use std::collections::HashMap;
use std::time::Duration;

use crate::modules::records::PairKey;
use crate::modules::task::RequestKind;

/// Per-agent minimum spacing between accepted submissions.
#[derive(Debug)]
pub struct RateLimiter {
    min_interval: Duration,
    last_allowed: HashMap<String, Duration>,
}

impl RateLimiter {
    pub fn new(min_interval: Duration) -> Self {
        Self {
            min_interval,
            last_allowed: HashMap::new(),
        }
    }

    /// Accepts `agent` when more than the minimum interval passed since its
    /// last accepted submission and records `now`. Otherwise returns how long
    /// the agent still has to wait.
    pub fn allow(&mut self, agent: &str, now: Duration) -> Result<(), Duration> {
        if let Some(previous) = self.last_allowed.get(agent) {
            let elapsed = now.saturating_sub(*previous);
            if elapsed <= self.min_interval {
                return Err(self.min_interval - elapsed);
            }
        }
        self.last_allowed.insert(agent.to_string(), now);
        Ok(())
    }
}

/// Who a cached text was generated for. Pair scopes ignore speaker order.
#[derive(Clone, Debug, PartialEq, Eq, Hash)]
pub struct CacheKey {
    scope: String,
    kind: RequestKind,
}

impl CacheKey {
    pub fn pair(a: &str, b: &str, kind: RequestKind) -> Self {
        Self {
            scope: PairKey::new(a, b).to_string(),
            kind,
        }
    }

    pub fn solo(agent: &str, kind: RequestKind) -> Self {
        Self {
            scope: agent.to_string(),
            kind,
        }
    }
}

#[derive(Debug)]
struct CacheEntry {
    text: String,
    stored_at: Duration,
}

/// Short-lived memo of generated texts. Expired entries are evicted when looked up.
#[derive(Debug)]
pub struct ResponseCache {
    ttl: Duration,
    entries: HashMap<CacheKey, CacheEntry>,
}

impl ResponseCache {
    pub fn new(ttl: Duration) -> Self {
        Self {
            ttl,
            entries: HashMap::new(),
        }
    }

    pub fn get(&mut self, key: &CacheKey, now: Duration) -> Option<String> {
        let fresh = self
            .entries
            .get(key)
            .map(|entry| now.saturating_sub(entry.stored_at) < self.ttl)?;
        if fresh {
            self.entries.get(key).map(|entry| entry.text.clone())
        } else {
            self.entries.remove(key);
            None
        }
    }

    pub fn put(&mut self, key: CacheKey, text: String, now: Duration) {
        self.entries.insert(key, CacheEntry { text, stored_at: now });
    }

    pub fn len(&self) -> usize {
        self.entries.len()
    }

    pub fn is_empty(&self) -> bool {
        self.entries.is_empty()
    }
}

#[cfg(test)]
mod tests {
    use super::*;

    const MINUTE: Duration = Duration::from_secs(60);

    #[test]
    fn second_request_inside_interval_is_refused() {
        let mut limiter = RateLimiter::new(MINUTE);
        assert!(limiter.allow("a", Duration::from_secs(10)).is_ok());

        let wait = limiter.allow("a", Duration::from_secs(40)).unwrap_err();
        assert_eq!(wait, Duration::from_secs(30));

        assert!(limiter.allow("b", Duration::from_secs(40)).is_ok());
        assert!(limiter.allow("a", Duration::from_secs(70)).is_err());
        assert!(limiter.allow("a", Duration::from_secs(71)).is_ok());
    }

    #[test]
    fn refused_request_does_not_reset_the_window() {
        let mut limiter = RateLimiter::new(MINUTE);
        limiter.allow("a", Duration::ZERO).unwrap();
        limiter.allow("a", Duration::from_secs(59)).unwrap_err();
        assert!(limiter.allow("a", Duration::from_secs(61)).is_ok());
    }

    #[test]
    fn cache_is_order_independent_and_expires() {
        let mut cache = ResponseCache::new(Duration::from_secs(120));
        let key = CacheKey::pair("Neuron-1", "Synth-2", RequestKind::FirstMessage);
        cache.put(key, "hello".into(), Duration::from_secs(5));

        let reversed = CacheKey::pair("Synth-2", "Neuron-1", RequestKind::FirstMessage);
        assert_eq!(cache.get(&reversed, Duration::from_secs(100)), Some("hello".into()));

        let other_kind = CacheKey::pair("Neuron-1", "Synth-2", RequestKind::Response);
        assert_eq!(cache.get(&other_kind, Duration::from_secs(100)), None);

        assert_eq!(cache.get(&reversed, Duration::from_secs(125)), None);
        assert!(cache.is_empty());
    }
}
________________
The lines to return are those in the material above that hold "Neuron".

▶ **Answer**:
        let key = CacheKey::pair("Neuron-1", "Synth-2", RequestKind::FirstMessage);
        let reversed = CacheKey::pair("Synth-2", "Neuron-1", RequestKind::FirstMessage);
        let other_kind = CacheKey::pair("Neuron-1", "Synth-2", RequestKind::Response);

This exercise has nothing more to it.